Abstracts

Plasma catecholamine levels in patients with epileptic seizures

Abstract number : 449
Submission category : 2. Translational Research / 2A. Human Studies
Year : 2020
Submission ID : 2422791
Source : www.aesnet.org
Presentation date : 12/6/2020 5:16:48 PM
Published date : Nov 21, 2020, 02:24 AM

Authors :
M R Sandhya Rani, University of Texas Health Science Center at Houston; Nuria Lacuey Lecumberri - McGovern Medical School, University of Texas Health Science Center at Houston; Arun Murugesan - Northeast Ohio Medical University; Laura Vilella - University


Rationale:
Catecholamine levels are known to rise after epileptic seizures. Extreme post-ictal catecholamine responses are thought to be responsible for potentially fatal, acute/subacute phenomena such as Takatsubo cardiomyopathy. However, the role of catecholamines in sudden unexpected death in epilepsy (SUDEP) phenomena is unknown. Hypotheses include catecholaminergic excess as well as insufficient catecholaminergic drive, impacting blood pressure and a failure of post-seizure homeostasis. We aimed to investigate interictal and post-ictal catecholamine levels in relation to various electroclinical seizure figures.
Method:
We prospectively evaluated 170 seizures in 164 patients enrolled in a multicenter study of SUDEP using surface video electro-encephalogram (VEEG). Post-ictal venous blood samples were collected at the earliest after the end of seizure and interictal samples were collected at rest and always at least 12 hours after the last recorded clinical seizure. All samples were processed within 30 minutes of collection. Frozen plasma was shipped to reference laboratory for measurement of plasma catecholamines (epinephrine, norepinephrine and dopamine). A correction for half-life of catecholamines was applied to the post-ictal values to estimate the levels at the end of seizure. The seizures were classified into 2 major groups: generalized convulsive seizures (including generalized tonic-clonic seizures and focal to bilateral tonic-clonic seizures (n = 70) and non-convulsive seizures (n = 100).
Results:
Post-ictal levels of plasma epinephrine, norepinephrine and dopamine increased compared to interictal levels after convulsive and non-convulsive seizures (p < 0.0001). The mean increase for epinephrine was 5 -fold and norepinephrine was 2 -fold after convulsive seizures compared to non-convulsive seizures (p < 0.0001).
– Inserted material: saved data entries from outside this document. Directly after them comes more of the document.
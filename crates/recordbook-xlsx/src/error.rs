use std::fmt;
use std::path::PathBuf;

use thiserror::Error;

use crate::cell_ref::CellRefError;
use crate::shared_strings::SharedStringsError;
use crate::worksheet::WorksheetError;

/// Errors surfaced by [`crate::write`] and [`crate::read`].
#[derive(Debug, Error)]
pub enum XlsxError {
    #[error("malformed cell reference: {0}")]
    MalformedReference(#[from] CellRefError),
    #[error("not a valid spreadsheet container: {}: {source}", path.display())]
    PackageOpenFailure {
        path: PathBuf,
        #[source]
        source: OpenFailure,
    },
    #[error("failed to write {} during {step}: {source}", path.display())]
    PackageWriteFailure {
        path: PathBuf,
        step: WriteStep,
        #[source]
        source: WriteFailure,
    },
    #[error("missing required part: {0}")]
    MissingPart(String),
}

impl XlsxError {
    pub(crate) fn open(path: impl Into<PathBuf>, source: impl Into<OpenFailure>) -> Self {
        Self::PackageOpenFailure {
            path: path.into(),
            source: source.into(),
        }
    }

    pub(crate) fn write(
        path: impl Into<PathBuf>,
        step: WriteStep,
        source: impl Into<WriteFailure>,
    ) -> Self {
        Self::PackageWriteFailure {
            path: path.into(),
            step,
            source: source.into(),
        }
    }
}

/// Why a container could not be opened or one of its parts could not be parsed.
#[derive(Debug, Error)]
pub enum OpenFailure {
    #[error("io error: {0}")]
    Io(#[from] std::io::Error),
    #[error("zip error: {0}")]
    Zip(#[from] zip::result::ZipError),
    #[error("failed to parse {part}: {source}")]
    SharedStrings {
        part: String,
        #[source]
        source: SharedStringsError,
    },
    #[error("failed to parse {part}: {source}")]
    Worksheet {
        part: String,
        #[source]
        source: WorksheetError,
    },
    #[error("xml parse error in {part}: {source}")]
    Dom {
        part: String,
        #[source]
        source: roxmltree::Error,
    },
    #[error("part {part} is not valid UTF-8: {source}")]
    NonUtf8 {
        part: String,
        #[source]
        source: std::str::Utf8Error,
    },
    #[error("part {part} is too large ({size} bytes, max {max})")]
    PartTooLarge { part: String, size: u64, max: u64 },
}

/// The assembler step during which a write failed.
#[derive(Clone, Copy, Debug, PartialEq, Eq)]
pub enum WriteStep {
    /// Serializing parts into the scratch working tree.
    Scratch,
    /// Copying the pre-existing target aside.
    Backup,
    /// Building the archive at the temporary sibling path.
    Assemble,
    /// Renaming the finished archive over the target.
    Commit,
}

impl WriteStep {
    pub fn as_str(self) -> &'static str {
        match self {
            WriteStep::Scratch => "scratch",
            WriteStep::Backup => "backup",
            WriteStep::Assemble => "assemble",
            WriteStep::Commit => "commit",
        }
    }
}

impl fmt::Display for WriteStep {
    fn fmt(&self, f: &mut fmt::Formatter<'_>) -> fmt::Result {
        f.write_str(self.as_str())
    }
}

#[derive(Debug, Error)]
pub enum WriteFailure {
    #[error("io error: {0}")]
    Io(#[from] std::io::Error),
    #[error("zip error: {0}")]
    Zip(#[from] zip::result::ZipError),
    #[error("walk error: {0}")]
    Walk(#[from] walkdir::Error),
}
A  4 -fold increase in the levels of epinephrine and a 3 -fold increase in norepinephrine after seizure was associated with post-ictal generalized EEG suppression (PGES) in patients with convulsive seizures (p = 0.013; p = 0.007). Multivariate regression analysis in convulsive seizures revealed increased epinephrine and dopamine was associated with longer duration of epilepsy (p = 0.006; p = 0.004) and increased heart rate respectively (p = 0.023; p = 0.004). In non-convulsive seizures, epinephrine increase was associated with increased heart rate at seizure onset (p = 0.002). Decreased levels of plasma dopamine was seen in patients with ictal central apnea (p = 0.047).
Conclusion:
The greatest autonomic perturbations were associated with generalized convulsive seizures. Our study revealed that in patients with generalized convulsive seizures, an increased catecholaminergic response was associated with seizure severity risk factors, including PGES and longer duration of epilepsy. We conclude that seizure severity likely drives catecholamine responses.
Funding:
:The study is funded by the Center for SUDEP Research: NIH/NINDS U01-NS090405, NIH/NINDS U01-NS090407 and NIH/NINDS U01-NS090414.